[Items from a dataset]
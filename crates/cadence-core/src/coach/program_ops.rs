//! Program operations for the Coach.

use log::{debug, info};

use super::Coach;
use crate::{
    error::{CoachError, Result},
    models::{Program, ProgramState, ProgramSummary, ScheduledSlot, WorkoutScope},
    params::{CreateProgram, Id, ListPrograms, RescheduleProgram, Schedule},
    prompt::PromptRequest,
    reconcile,
};

impl Coach {
    /// Computes the dated slots for a program shape without storing
    /// anything.
    pub fn schedule(&self, params: &Schedule) -> Result<Vec<ScheduledSlot>> {
        self.scheduler
            .schedule_slots(params.start_date, params.number_of_weeks, &params.weekdays)
    }

    /// Creates a new program and stores its computed end date.
    pub async fn create_program(&self, params: &CreateProgram) -> Result<Program> {
        let metadata = params.metadata();
        let spec = params.spec();
        if metadata.name.trim().is_empty() {
            return Err(CoachError::invalid_spec("name").with_reason("name cannot be empty"));
        }
        let end_date = self.scheduler.end_date_for(&spec)?;

        let program = self
            .with_database(move |db| db.create_program(&metadata, &spec, Some(end_date)))
            .await?;
        info!("Created program {} ending {end_date}", program.id);
        Ok(program)
    }

    /// Retrieves a program by its ID.
    pub async fn get_program(&self, params: &Id) -> Result<Option<Program>> {
        let id = params.id;
        self.with_database(move |db| db.get_program(id)).await
    }

    /// Lists programs, newest first.
    pub async fn list_programs(&self, params: &ListPrograms) -> Result<Vec<ProgramSummary>> {
        let name = params.name.clone();
        self.with_database(move |db| db.list_programs(name.as_deref()))
            .await
    }

    /// Permanently deletes a program with all its workouts. Returns the
    /// deleted program, or `None` if it did not exist.
    pub async fn delete_program(&self, params: &Id) -> Result<Option<Program>> {
        let id = params.id;
        let deleted = self.with_database(move |db| db.delete_program(id)).await?;
        if deleted.is_some() {
            info!("Deleted program {id}");
        }
        Ok(deleted)
    }

    /// Moves a program to a new start date.
    ///
    /// The end date is recomputed and every generated workout gets a new
    /// date in its existing order before the program is reconciled.
    /// Reference workouts keep their dates.
    pub async fn reschedule_program(&self, params: &RescheduleProgram) -> Result<ProgramState> {
        let id = params.id;
        let start_date = params.start_date;
        let scheduler = self.scheduler;

        self.with_database(move |db| {
            let mut program = db
                .get_program(id)?
                .ok_or(CoachError::ProgramNotFound { id })?;
            let records = db.list_workouts(id, WorkoutScope::All)?;

            program.spec.start_date = start_date;
            let end_date = scheduler.end_date_for(&program.spec)?;

            let mut state = ProgramState::from_records(&program, &records);
            scheduler.reschedule(&mut state.workouts, start_date, &state.spec.weekdays)?;

            db.update_program(id, &program.metadata, &program.spec, Some(end_date))?
                .ok_or(CoachError::ProgramNotFound { id })?;
            let report = reconcile::reconcile(db, id, &mut state.workouts)?;
            debug!(
                "Rescheduled program {id} from {start_date}: {} workout(s) moved",
                report.inserted_workouts
            );
            Ok(state)
        })
        .await
    }

    /// Builds the generation prompt for a program from its stored shape,
    /// metadata and reference workouts.
    pub async fn build_prompt(&self, program_id: u64) -> Result<String> {
        let scheduler = self.scheduler;

        self.with_database(move |db| {
            let program = db
                .get_program(program_id)?
                .ok_or(CoachError::ProgramNotFound { id: program_id })?;
            let references = db.list_workouts(program_id, WorkoutScope::Reference)?;
            let state = ProgramState::from_records(&program, &references);
            let slots = scheduler.slots_for(&program.spec)?;

            Ok(PromptRequest::new(&program.spec, &program.metadata, &slots)
                .with_references(&state.workouts)
                .build())
        })
        .await
    }
}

Problem details: Lines from the top of the entries through the line with "let metadata = params.metadata();" are to be transcribed exactly, and nothing more.

Answer space:
filename crates/cadence-core/src/coach/program_ops.rs
//! Program operations for the Coach.

use log::{debug, info};

use super::Coach;
use crate::{
    error::{CoachError, Result},
    models::{Program, ProgramState, ProgramSummary, ScheduledSlot, WorkoutScope},
    params::{CreateProgram, Id, ListPrograms, RescheduleProgram, Schedule},
    prompt::PromptRequest,
    reconcile,
};

impl Coach {
    /// Computes the dated slots for a program shape without storing
    /// anything.
    pub fn schedule(&self, params: &Schedule) -> Result<Vec<ScheduledSlot>> {
        self.scheduler
            .schedule_slots(params.start_date, params.number_of_weeks, &params.weekdays)
    }

    /// Creates a new program and stores its computed end date.
    pub async fn create_program(&self, params: &CreateProgram) -> Result<Program> {
        let metadata = params.metadata();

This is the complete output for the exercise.